To set up EFS on EKS, refer to EKS EFS CSI Driver Installation Guide.

Launch EFS on EKS

  1. Create storage.yaml file. This file creates a file system that can be accessed from multiple pods at once. For more information on how Persistent Volume functions, refer to Kubernetes Persistent Volume Guide.

---
kind: StorageClass
apiVersion: storage.k8s.io/v1
metadata:
  name: efs-sc
provisioner: efs.csi.aws.com
---
apiVersion: v1
kind: PersistentVolume
metadata:
  name: efs-pv
spec:
  capacity:
    storage: 150Gi
  volumeMode: Filesystem
  accessModes:
    - ReadWriteMany
  persistentVolumeReclaimPolicy: Retain
  storageClassName: efs-sc
  csi:
    driver: efs.csi.aws.com
    volumeHandle: fs-05af1ea276164472d
---
apiVersion: v1
kind: PersistentVolumeClaim
metadata:
  name: efs-claim
spec:
  accessModes:
    - ReadWriteMany
  storageClassName: efs-sc
  resources:
    requests:
      storage: 150Gi
---
  1. Update the parameters listed below to run the desired configuration:

Parameter

Description

volumeHandle

Elastic File System ID

  1. Create the Persistent Volume by running the following command:

kubectl apply -f storage.yaml

Launch ResNet Keras Training

  1. Create resnet-keras.yaml file with the content below. Check model code README for details on how to run ResNet Multi-Server Training.

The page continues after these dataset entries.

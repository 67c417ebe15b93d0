//! 学生面板的子视图

pub mod courses;
pub mod exam;
pub mod explore;
pub mod profile;

use portal_shared::chrono::{DateTime, Utc};

/// 本地化的日期显示
pub(crate) fn format_date(value: Option<DateTime<Utc>>) -> String {
    value
        .map(|d| d.format("%Y-%m-%d").to_string())
        .unwrap_or_else(|| "-".to_string())
}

apiVersion: kubeflow.org/v2beta1
kind: MPIJob
metadata:
  name: resnet50-keras-5e-2wkr
spec:
  slotsPerWorker: 8
  runPolicy:
    cleanPodPolicy: Running
  mpiReplicaSpecs:
    Launcher:
      replicas: 1
      restartPolicy: Never
      template:
        spec:
          imagePullSecrets:
            - name: private-registry
          terminationGracePeriodSeconds: 0
          containers:
            - image: <Custom Docker Image>
              imagePullPolicy: Always
              name: tensorflow-launcher
              command:
                - bash
                - -c
                - mpirun --allow-run-as-root --bind-to core -np 16 --map-by ppr:4:socket:PE=6 --merge-stderr-to-stdout
                  --prefix /opt/amazon/openmpi
                  -x PYTHONPATH=/Model-References:/usr/lib/habanalabs
                  -x HCL_CONFIG_PATH=/etc/hcl/worker_config.json
                  -x LD_LIBRARY_PATH=/opt/amazon/openmpi/lib:/opt/amazon/efa/lib/:/root/hccl_ofi_wrapper:${LD_LIBRARY_PATH}
                  -x HABANA_USE_PREALLOC_BUFFER_FOR_ALLREDUCE=false
                  -x TF_ENABLE_BF16_CONVERSION=1
                  -x TF_ALLOW_CONTROL_EDGES_IN_HABANA_OPS=1
                  -x HABANA_USE_STREAMS_FOR_HCL=true
                  -x TF_PRELIMINARY_CLUSTER_SIZE=200
                  -x RESNET_SIZE=50
                  -x USE_LARS_OPTIMIZER=1
                  -x DISPLAY_STEPS=100
                  -x HOROVOD_HIERARCHICAL_ALLREDUCE=0
                  -x HCCL_OVER_TCP=0
                  -x HCCL_OVER_OFI=1
                  -x FI_PROVIDER=efa
                  python3 /Model-References/TensorFlow/computer_vision/Resnets/resnet_keras/resnet_ctl_imagenet_main.py
                  --optimizer LARS
                  --dtype bf16
                  --data_dir "/data/tensorflow/imagenet2012/tf_records"
                  --steps_per_loop 1000
                  --train_steps 16000
                  --log_steps 200
                  --model_dir "/tmp/resnet/"
                  --data_loader_image_type bf16
                  --base_learning_rate 2.5
                  --warmup_epochs 3
                  --lr_schedule "polynomial"
                  --label_smoothing 0.1
                  --weight_decay 0.0001
                  --enable_tensorboard
                  --experimental_preloading
                  --single_l2_loss_op
                  --use_horovod
                  --batch_size 256
                  --train_epochs 40
                  --epochs_between_evals 40
              resources:
                requests:
                  cpu: "100m"
    Worker:
      replicas: 2
      template:
        spec:
          imagePullSecrets:
            - name: private-registry
          terminationGracePeriodSeconds: 0
          containers:
            - image: <Custom Docker Image>
              name: tensorflow-worker
              securityContext:
                capabilities:
                  add:
                    - SYS_RAWIO
                    - SYS_PTRACE
              resources:
                requests:
                  habana.ai/gaudi: 8
                  hugepages-2Mi: "21000Mi"
                  cpu: "90"
                  vpc.amazonaws.com/efa: 4
                limits:
                  habana.ai/gaudi: 8
                  hugepages-2Mi: "21000Mi"
                  cpu: "90"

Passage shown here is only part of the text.